Secretary of State Hillary Clinton made her first visit to China this week, stressing expansion of human and workers' rights in the socially beleaguered state. In a country where protest is regularly silenced, Clinton promised "frank discussions" on China's hot-button issues, including the global fiasco that is Chinese-Tibetan relations.

"We pretty much know what they're going to say."—Hillary Clinton, on the Chinese reaction to discussions of human rights, religious freedom, and Tibet

Amnesty International is "extremely disappointed," and rightly so. Human Rights Watch's Asia director fears that America's human rights discussions in China will become "a dead-end 'dialogue of the deaf,' " and she has a point. As for the dissident founders of the new Chinese Charter '08 movement—the biggest political protest group in years—we don't know what they thought, because they were all under house arrest during Hillary Clinton's visit to Beijing. (via slate.com)

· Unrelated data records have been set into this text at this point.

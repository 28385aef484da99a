//! Schema bootstrap
//!
//! Tables are created at startup if absent, like the rest of the data tree.
//! The database is embedded and single-node, so there is no separate
//! migration pipeline; additive changes extend these statements.

use sqlx::SqlitePool;
use transmute_core::AppError;

pub async fn init_schema(pool: &SqlitePool) -> Result<(), AppError> {
    sqlx::query(
        r#"
        CREATE TABLE IF NOT EXISTS files (
            id                TEXT PRIMARY KEY,
            kind              TEXT NOT NULL,
            storage_key       TEXT NOT NULL,
            original_filename TEXT NOT NULL,
            media_type        TEXT NOT NULL,
            extension         TEXT NOT NULL,
            size_bytes        INTEGER NOT NULL,
            checksum          TEXT NOT NULL,
            created_at        TEXT NOT NULL
        )
        "#,
    )
    .execute(pool)
    .await?;

    sqlx::query(
        r#"
        CREATE TABLE IF NOT EXISTS conversion_jobs (
            id                 TEXT PRIMARY KEY,
            source_file_id     TEXT NOT NULL,
            output_file_id     TEXT,
            status             TEXT NOT NULL,
            progress           INTEGER NOT NULL DEFAULT 0,
            input_format       TEXT NOT NULL,
            output_format      TEXT NOT NULL,
            params             TEXT NOT NULL DEFAULT '{}',
            error              TEXT,
            source_filename    TEXT NOT NULL,
            source_media_type  TEXT NOT NULL,
            source_extension   TEXT NOT NULL,
            source_size_bytes  INTEGER NOT NULL,
            created_at         TEXT NOT NULL,
            started_at         TEXT,
            finished_at        TEXT
        )
        "#,
    )
    .execute(pool)
    .await?;

    sqlx::query(
        r#"
        CREATE TABLE IF NOT EXISTS app_settings (
            id                  INTEGER PRIMARY KEY,
            theme               TEXT NOT NULL DEFAULT 'rubedo',
            auto_download       INTEGER NOT NULL DEFAULT 0,
            keep_originals      INTEGER NOT NULL DEFAULT 1,
            cleanup_ttl_minutes INTEGER NOT NULL DEFAULT 60
        )
        "#,
    )
    .execute(pool)
    .await?;

    sqlx::query("CREATE INDEX IF NOT EXISTS idx_files_kind_created ON files (kind, created_at)")
        .execute(pool)
        .await?;
    sqlx::query("CREATE INDEX IF NOT EXISTS idx_jobs_status ON conversion_jobs (status)")
        .execute(pool)
        .await?;
    sqlx::query(
        "CREATE INDEX IF NOT EXISTS idx_jobs_source ON conversion_jobs (source_file_id)",
    )
    .execute(pool)
    .await?;

    Ok(())
}
//! Conversion handlers: submission, completed listing, deletion.

use axum::extract::{Path, State};
use axum::http::StatusCode;
use axum::response::{IntoResponse, Response};
use axum::Json;
use serde::{Deserialize, Serialize};
use std::sync::Arc;
use std::time::Duration;
use utoipa::ToSchema;
use uuid::Uuid;

use transmute_core::models::{ConversionParams, FileKind, JobStatus};
use transmute_core::{AppError, Format};
use transmute_storage::Storage;

use crate::error::{HttpAppError, ValidatedJson};
use crate::handlers::files::{BulkDeleteResponse, BulkItemError, FileMetadata, MessageResponse};
use crate::handlers::jobs::JobResponse;
use crate::state::AppState;

/// Extra slack on top of the job timeout before the handler stops waiting
/// and returns 202 with the job still in flight.
const WAIT_MARGIN_SECS: u64 = 10;

#[derive(Debug, Deserialize, ToSchema)]
pub struct ConversionRequest {
    /// Id of the uploaded file to convert.
    pub id: Uuid,
    /// Declared input format; must match the detected media type when set.
    #[serde(default)]
    pub input_format: Option<String>,
    /// Target format for the conversion.
    pub output_format: String,
    #[serde(default)]
    pub params: ConversionParams,
}

#[derive(Debug, Serialize, ToSchema)]
pub struct ConversionResponse {
    pub job: JobResponse,
    pub metadata: FileMetadata,
}

#[derive(Debug, Serialize, ToSchema)]
pub struct SourceFileMetadata {
    pub id: Uuid,
    pub original_filename: String,
    pub media_type: String,
    pub extension: String,
    pub size_bytes: i64,
}

#[derive(Debug, Serialize, ToSchema)]
pub struct ConversionItem {
    pub id: Uuid,
    pub original_filename: String,
    pub media_type: String,
    pub extension: String,
    pub size_bytes: i64,
    pub checksum: String,
    pub created_at: chrono::DateTime<chrono::Utc>,
    /// Snapshot of the source file's metadata, taken at submission time so
    /// it survives deletion of the source.
    pub original_file: SourceFileMetadata,
}

#[derive(Debug, Serialize, ToSchema)]
pub struct ConversionListResponse {
    pub conversions: Vec<ConversionItem>,
}

fn parse_format(raw: &str, field: &str) -> Result<Format, AppError> {
    raw.parse()
        .map_err(|_| AppError::InvalidInput(format!("Invalid {}: {:?}", field, raw)))
}

/// Create a new conversion for a previously uploaded file.
///
/// The job is queued and executed by the worker pool; this handler waits for
/// the terminal state and returns the output metadata, falling back to 202 +
/// the job descriptor when the job outlives the wait window.
#[tracing::instrument(skip(state, request), fields(source_file_id = %request.id, output_format = %request.output_format))]
pub async fn create_conversion(
    State(state): State<Arc<AppState>>,
    ValidatedJson(request): ValidatedJson<ConversionRequest>,
) -> Result<Response, HttpAppError> {
    let output_format = parse_format(&request.output_format, "output_format")?;
    let input_format = request
        .input_format
        .as_deref()
        .map(|raw| parse_format(raw, "input_format"))
        .transpose()?;

    let job_id = state
        .engine
        .submit(request.id, input_format, output_format, request.params)
        .await?;

    let wait = Duration::from_secs(state.config.job_timeout_secs + WAIT_MARGIN_SECS);
    let job = state.engine.wait_for_terminal(job_id, wait).await?;

    match job.status {
        JobStatus::Complete => {
            let output_id = job.output_file_id.ok_or_else(|| {
                AppError::Internal("Complete job has no output file".to_string())
            })?;
            let output = state.files.get(output_id).await?.ok_or_else(|| {
                AppError::Internal("Output record missing for complete job".to_string())
            })?;

            Ok(Json(ConversionResponse {
                job: JobResponse::from(job),
                metadata: FileMetadata::from(output),
            })
            .into_response())
        }
        JobStatus::Failed => {
            let error = job
                .error
                .map(|e| e.to_app_error())
                .unwrap_or_else(|| AppError::Internal("Job failed without an error".to_string()));
            Err(error.into())
        }
        // Still pending/running after the wait window: hand back the job so
        // the client can poll /jobs/{id}.
        _ => Ok((StatusCode::ACCEPTED, Json(JobResponse::from(job))).into_response()),
    }
}

/// List all completed conversions with their source file metadata joined.
pub async fn list_complete(
    State(state): State<Arc<AppState>>,
) -> Result<Json<ConversionListResponse>, HttpAppError> {
    let complete = state.jobs.list_complete_with_outputs(&state.files).await?;

    let conversions = complete
        .into_iter()
        .map(|(job, output)| ConversionItem {
            id: output.id,
            original_filename: output.original_filename,
            media_type: output.media_type,
            extension: output.extension,
            size_bytes: output.size_bytes,
            checksum: output.checksum,
            created_at: output.created_at,
            original_file: SourceFileMetadata {
                id: job.source_file_id,
                original_filename: job.source_filename,
                media_type: job.source_media_type,
                extension: job.source_extension,
                size_bytes: job.source_size_bytes,
            },
        })
        .collect();

    Ok(Json(ConversionListResponse { conversions }))
}

/// Delete one conversion output (by output file id) and its job row.
async fn delete_conversion_output(state: &AppState, output_id: Uuid) -> Result<(), AppError> {
    let record = state
        .files
        .get(output_id)
        .await?
        .filter(|r| r.kind == FileKind::Conversion)
        .ok_or_else(|| AppError::NotFound("Conversion not found".to_string()))?;

    if let Err(e) = state.storage.delete(&record.storage_key).await {
        tracing::warn!(error = %e, key = %record.storage_key, "Failed to delete conversion payload");
    }
    state.files.delete(output_id).await?;

    if let Some(job) = state.jobs.get_by_output(output_id).await? {
        state.jobs.delete(job.id).await?;
    }

    tracing::info!(output_file_id = %output_id, "Conversion deleted");

    Ok(())
}

/// Delete a converted file and its linkage to the original.
pub async fn delete_conversion(
    State(state): State<Arc<AppState>>,
    Path(id): Path<Uuid>,
) -> Result<Json<MessageResponse>, HttpAppError> {
    delete_conversion_output(&state, id).await?;
    Ok(Json(MessageResponse {
        message: "Conversion deleted successfully".to_string(),
    }))
}

/// Delete all converted files. Per-item outcomes; failures do not abort the
/// remaining items.
pub async fn delete_all_conversions(
    State(state): State<Arc<AppState>>,
) -> Result<Json<BulkDeleteResponse>, HttpAppError> {
    let outputs = state.files.list(Some(FileKind::Conversion)).await?;

    let mut deleted = 0usize;
    let mut failed = Vec::new();
    for record in outputs {
        match delete_conversion_output(&state, record.id).await {
            Ok(()) => deleted += 1,
            Err(e) => failed.push(BulkItemError {
                id: record.id,
                error: e.to_string(),
            }),
        }
    }

    Ok(Json(BulkDeleteResponse { deleted, failed }))
}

China seems to believe that they have perfected the smoke-and-mirrors technique of concealing their domestic human rights abuses. The state appears entirely unaware that sheer saturation of the global media, including China's own blogosphere, has made it impossibly difficult to hide anything of the sort.

Yet the United States has opted out of sharp criticism of China's oppressive regime and chose rather to praise increased US-China economic relations, including China's massive holdings in US treasury notes.

President Obama has hailed himself as a progressive, promising a renewed push to serve as a positive example for democracy in the international arena. Ignoring China's atrocious track record shows that when ideals conflict with interest, we tend to take the more pragmatic approach. The same goes for our recently resurrected interest in Uzbekistan, a state whose history of human rights abuses makes China look like a liberal utopia.

Of course, actions speak louder than words. Time will tell on how this administration will choose to approach the hundreds of human rights "hot-zones" that desperately require attention. If current trends are any indication, progress may be slow to come, if at all.